What is required »
Could you print the lines below exactly, from the one holding "Some(parent) if !parent.as_os_str().is_empty()" through the last line, with no other output?

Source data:
--------------------------------------------------

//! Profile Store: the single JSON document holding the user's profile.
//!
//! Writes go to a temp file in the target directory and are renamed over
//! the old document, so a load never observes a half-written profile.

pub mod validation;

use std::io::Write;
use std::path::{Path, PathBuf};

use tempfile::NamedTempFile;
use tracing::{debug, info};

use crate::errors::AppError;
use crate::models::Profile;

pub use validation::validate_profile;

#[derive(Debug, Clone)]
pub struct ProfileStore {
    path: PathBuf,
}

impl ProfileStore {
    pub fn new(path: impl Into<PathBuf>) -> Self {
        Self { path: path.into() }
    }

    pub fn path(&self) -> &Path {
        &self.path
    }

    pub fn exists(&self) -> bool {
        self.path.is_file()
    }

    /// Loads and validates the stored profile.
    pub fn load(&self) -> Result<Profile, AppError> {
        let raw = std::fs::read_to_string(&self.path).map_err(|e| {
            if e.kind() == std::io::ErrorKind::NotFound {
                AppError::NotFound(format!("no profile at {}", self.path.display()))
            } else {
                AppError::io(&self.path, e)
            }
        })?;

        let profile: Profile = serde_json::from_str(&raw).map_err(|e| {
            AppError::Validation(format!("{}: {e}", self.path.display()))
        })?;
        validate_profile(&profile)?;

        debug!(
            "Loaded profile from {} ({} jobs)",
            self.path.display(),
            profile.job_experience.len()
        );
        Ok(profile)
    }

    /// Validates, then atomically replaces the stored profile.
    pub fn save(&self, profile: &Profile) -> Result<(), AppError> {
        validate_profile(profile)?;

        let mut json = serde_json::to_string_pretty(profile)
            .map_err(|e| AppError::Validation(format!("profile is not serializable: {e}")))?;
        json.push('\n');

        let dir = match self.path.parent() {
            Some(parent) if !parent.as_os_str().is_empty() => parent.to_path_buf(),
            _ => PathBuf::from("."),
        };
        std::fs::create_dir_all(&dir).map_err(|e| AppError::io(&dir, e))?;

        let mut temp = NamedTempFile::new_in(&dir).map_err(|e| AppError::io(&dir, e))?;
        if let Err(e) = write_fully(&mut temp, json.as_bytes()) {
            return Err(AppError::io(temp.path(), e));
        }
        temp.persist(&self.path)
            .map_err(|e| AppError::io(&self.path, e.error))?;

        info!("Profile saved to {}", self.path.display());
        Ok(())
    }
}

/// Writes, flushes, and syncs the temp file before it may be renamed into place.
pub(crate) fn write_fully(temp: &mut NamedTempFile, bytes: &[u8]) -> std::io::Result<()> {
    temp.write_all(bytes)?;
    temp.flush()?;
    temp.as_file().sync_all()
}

--------------------------------------------------

Answer for the task »
            Some(parent) if !parent.as_os_str().is_empty() => parent.to_path_buf(),
            _ => PathBuf::from("."),
        };
        std::fs::create_dir_all(&dir).map_err(|e| AppError::io(&dir, e))?;

        let mut temp = NamedTempFile::new_in(&dir).map_err(|e| AppError::io(&dir, e))?;
        if let Err(e) = write_fully(&mut temp, json.as_bytes()) {
            return Err(AppError::io(temp.path(), e));
        }
        temp.persist(&self.path)
            .map_err(|e| AppError::io(&self.path, e.error))?;

        info!("Profile saved to {}", self.path.display());
        Ok(())
    }
}

/// Writes, flushes, and syncs the temp file before it may be renamed into place.
pub(crate) fn write_fully(temp: &mut NamedTempFile, bytes: &[u8]) -> std::io::Result<()> {
    temp.write_all(bytes)?;
    temp.flush()?;
    temp.as_file().sync_all()
}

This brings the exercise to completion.